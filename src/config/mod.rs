//! Key-value settings stored next to the documents.
//!
//! Shares a database with [`SqliteStore`](crate::store::sqlite::SqliteStore)
//! and [`SessionStorage`](crate::auth::SessionStorage). Pass the same path
//! to all three.

use anyhow::{Context, Result, anyhow};
use rusqlite::{Connection, OptionalExtension};
use std::sync::{Mutex, MutexGuard};

use crate::consts::{DEFAULT_DOMAIN, DOMAIN_ENV_VAR};

/// Config key holding the public base URL used in QR check-in links.
pub const DOMAIN_KEY: &str = "domain";

/// Persistent key-value configuration store.
pub struct Config {
    conn: Mutex<Connection>,
}

impl Config {
    /// Open or create the config table in the given database.
    pub fn open(path: &str) -> Result<Self> {
        let conn = Connection::open(path).context("failed to open config database")?;
        conn.execute_batch(
            "CREATE TABLE IF NOT EXISTS config (
                key   TEXT PRIMARY KEY,
                value TEXT NOT NULL
            )",
        )
        .context("failed to create config table")?;
        Ok(Self {
            conn: Mutex::new(conn),
        })
    }

    fn conn(&self) -> Result<MutexGuard<'_, Connection>> {
        self.conn.lock().map_err(|_| anyhow!("config connection poisoned"))
    }

    pub fn get(&self, key: &str) -> Result<Option<String>> {
        let conn = self.conn()?;
        let value = conn
            .query_row("SELECT value FROM config WHERE key = ?1", [key], |row| {
                row.get(0)
            })
            .optional()?;
        Ok(value)
    }

    /// Set a config value (upsert).
    pub fn set(&self, key: &str, value: &str) -> Result<()> {
        let conn = self.conn()?;
        conn.execute(
            "INSERT INTO config (key, value) VALUES (?1, ?2)
             ON CONFLICT(key) DO UPDATE SET value = excluded.value",
            [key, value],
        )?;
        Ok(())
    }

    pub fn remove(&self, key: &str) -> Result<()> {
        let conn = self.conn()?;
        conn.execute("DELETE FROM config WHERE key = ?1", [key])?;
        Ok(())
    }

    /// Base domain for event links.
    /// The explicit flag wins, then the stored `domain`, then `ORGDESK_DOMAIN`,
    /// then the default.
    pub fn resolve_domain(&self, explicit: Option<&str>) -> Result<String> {
        let env = std::env::var(DOMAIN_ENV_VAR).ok();
        Ok(pick_domain(explicit, self.get(DOMAIN_KEY)?, env))
    }
}

fn pick_domain(explicit: Option<&str>, stored: Option<String>, env: Option<String>) -> String {
    explicit
        .map(str::to_string)
        .into_iter()
        .chain(stored)
        .chain(env)
        .find(|d| !d.trim().is_empty())
        .unwrap_or_else(|| DEFAULT_DOMAIN.to_string())
}
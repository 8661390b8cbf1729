//! Tracing subscriber setup for the CLI.

use anyhow::{Result, anyhow};
use tracing_subscriber::EnvFilter;
use tracing_subscriber::layer::SubscriberExt;
use tracing_subscriber::util::SubscriberInitExt;

/// Level used when `RUST_LOG` is unset.
fn default_directive(verbose: bool) -> &'static str {
    if verbose { "debug" } else { "warn" }
}

/// Install a stderr subscriber. `RUST_LOG` overrides the default level.
pub fn init(verbose: bool) -> Result<()> {
    let filter = EnvFilter::try_from_default_env()
        .unwrap_or_else(|_| EnvFilter::new(default_directive(verbose)));

    let layer = tracing_subscriber::fmt::layer()
        .with_writer(std::io::stderr)
        .with_target(false);

    tracing_subscriber::registry()
        .with(layer)
        .with(filter)
        .try_init()
        .map_err(|e| anyhow!("failed to install logger: {e}"))
}
//! Document collections backing the handlers.
//!
//! Each collection is a trait so handlers can be tested against a store
//! that fails on purpose. [`sqlite::SqliteStore`] implements all of them.

pub mod sqlite;

use anyhow::Result;
use async_trait::async_trait;

use crate::model::{AppliedRole, AppliedRoleId, Event, EventId, User, UserId};

#[async_trait]
pub trait UserRepository: Send + Sync {
    async fn get_by_id(&self, id: &UserId) -> Result<Option<User>>;
    /// Insert or replace.
    async fn save(&self, user: &User) -> Result<()>;
}

#[async_trait]
pub trait AppliedRoleRepository: Send + Sync {
    async fn get(&self, id: &AppliedRoleId) -> Result<Option<AppliedRole>>;
    /// Insert or replace.
    async fn save(&self, applied_role: &AppliedRole) -> Result<()>;
    async fn list_for_applicant(&self, applicant_id: &UserId) -> Result<Vec<AppliedRole>>;
}

#[async_trait]
pub trait EventRepository: Send + Sync {
    /// Insert a new event. Fails if the id is already taken.
    async fn add(&self, event: &Event) -> Result<()>;
    async fn get(&self, id: &EventId) -> Result<Option<Event>>;
}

· · · · ·

- Action item -
Return every line of the data unchanged.

- Written answer -
filename src/config/mod.rs
//! Key-value settings stored next to the documents.
//!
//! Shares a database with [`SqliteStore`](crate::store::sqlite::SqliteStore)
//! and [`SessionStorage`](crate::auth::SessionStorage). Pass the same path
//! to all three.

use anyhow::{Context, Result, anyhow};
use rusqlite::{Connection, OptionalExtension};
use std::sync::{Mutex, MutexGuard};

use crate::consts::{DEFAULT_DOMAIN, DOMAIN_ENV_VAR};

/// Config key holding the public base URL used in QR check-in links.
pub const DOMAIN_KEY: &str = "domain";

/// Persistent key-value configuration store.
pub struct Config {
    conn: Mutex<Connection>,
}

impl Config {
    /// Open or create the config table in the given database.
    pub fn open(path: &str) -> Result<Self> {
        let conn = Connection::open(path).context("failed to open config database")?;
        conn.execute_batch(
            "CREATE TABLE IF NOT EXISTS config (
                key   TEXT PRIMARY KEY,
                value TEXT NOT NULL
            )",
        )
        .context("failed to create config table")?;
        Ok(Self {
            conn: Mutex::new(conn),
        })
    }

    fn conn(&self) -> Result<MutexGuard<'_, Connection>> {
        self.conn.lock().map_err(|_| anyhow!("config connection poisoned"))
    }

    pub fn get(&self, key: &str) -> Result<Option<String>> {
        let conn = self.conn()?;
        let value = conn
            .query_row("SELECT value FROM config WHERE key = ?1", [key], |row| {
                row.get(0)
            })
            .optional()?;
        Ok(value)
    }

    /// Set a config value (upsert).
    pub fn set(&self, key: &str, value: &str) -> Result<()> {
        let conn = self.conn()?;
        conn.execute(
            "INSERT INTO config (key, value) VALUES (?1, ?2)
             ON CONFLICT(key) DO UPDATE SET value = excluded.value",
            [key, value],
        )?;
        Ok(())
    }

    pub fn remove(&self, key: &str) -> Result<()> {
        let conn = self.conn()?;
        conn.execute("DELETE FROM config WHERE key = ?1", [key])?;
        Ok(())
    }

    /// Base domain for event links.
    /// The explicit flag wins, then the stored `domain`, then `ORGDESK_DOMAIN`,
    /// then the default.
    pub fn resolve_domain(&self, explicit: Option<&str>) -> Result<String> {
        let env = std::env::var(DOMAIN_ENV_VAR).ok();
        Ok(pick_domain(explicit, self.get(DOMAIN_KEY)?, env))
    }
}

fn pick_domain(explicit: Option<&str>, stored: Option<String>, env: Option<String>) -> String {
    explicit
        .map(str::to_string)
        .into_iter()
        .chain(stored)
        .chain(env)
        .find(|d| !d.trim().is_empty())
        .unwrap_or_else(|| DEFAULT_DOMAIN.to_string())
}
repository 8661390b8cbf1729
//! Tracing subscriber setup for the CLI.

use anyhow::{Result, anyhow};
use tracing_subscriber::EnvFilter;
use tracing_subscriber::layer::SubscriberExt;
use tracing_subscriber::util::SubscriberInitExt;

/// Level used when `RUST_LOG` is unset.
fn default_directive(verbose: bool) -> &'static str {
    if verbose { "debug" } else { "warn" }
}

/// Install a stderr subscriber. `RUST_LOG` overrides the default level.
pub fn init(verbose: bool) -> Result<()> {
    let filter = EnvFilter::try_from_default_env()
        .unwrap_or_else(|_| EnvFilter::new(default_directive(verbose)));

    let layer = tracing_subscriber::fmt::layer()
        .with_writer(std::io::stderr)
        .with_target(false);

    tracing_subscriber::registry()
        .with(layer)
        .with(filter)
        .try_init()
        .map_err(|e| anyhow!("failed to install logger: {e}"))
}
//! Document collections backing the handlers.
//!
//! Each collection is a trait so handlers can be tested against a store
//! that fails on purpose. [`sqlite::SqliteStore`] implements all of them.

pub mod sqlite;

use anyhow::Result;
use async_trait::async_trait;

use crate::model::{AppliedRole, AppliedRoleId, Event, EventId, User, UserId};

#[async_trait]
pub trait UserRepository: Send + Sync {
    async fn get_by_id(&self, id: &UserId) -> Result<Option<User>>;
    /// Insert or replace.
    async fn save(&self, user: &User) -> Result<()>;
}

#[async_trait]
pub trait AppliedRoleRepository: Send + Sync {
    async fn get(&self, id: &AppliedRoleId) -> Result<Option<AppliedRole>>;
    /// Insert or replace.
    async fn save(&self, applied_role: &AppliedRole) -> Result<()>;
    async fn list_for_applicant(&self, applicant_id: &UserId) -> Result<Vec<AppliedRole>>;
}

#[async_trait]
pub trait EventRepository: Send + Sync {
    /// Insert a new event. Fails if the id is already taken.
    async fn add(&self, event: &Event) -> Result<()>;
    async fn get(&self, id: &EventId) -> Result<Option<Event>>;
}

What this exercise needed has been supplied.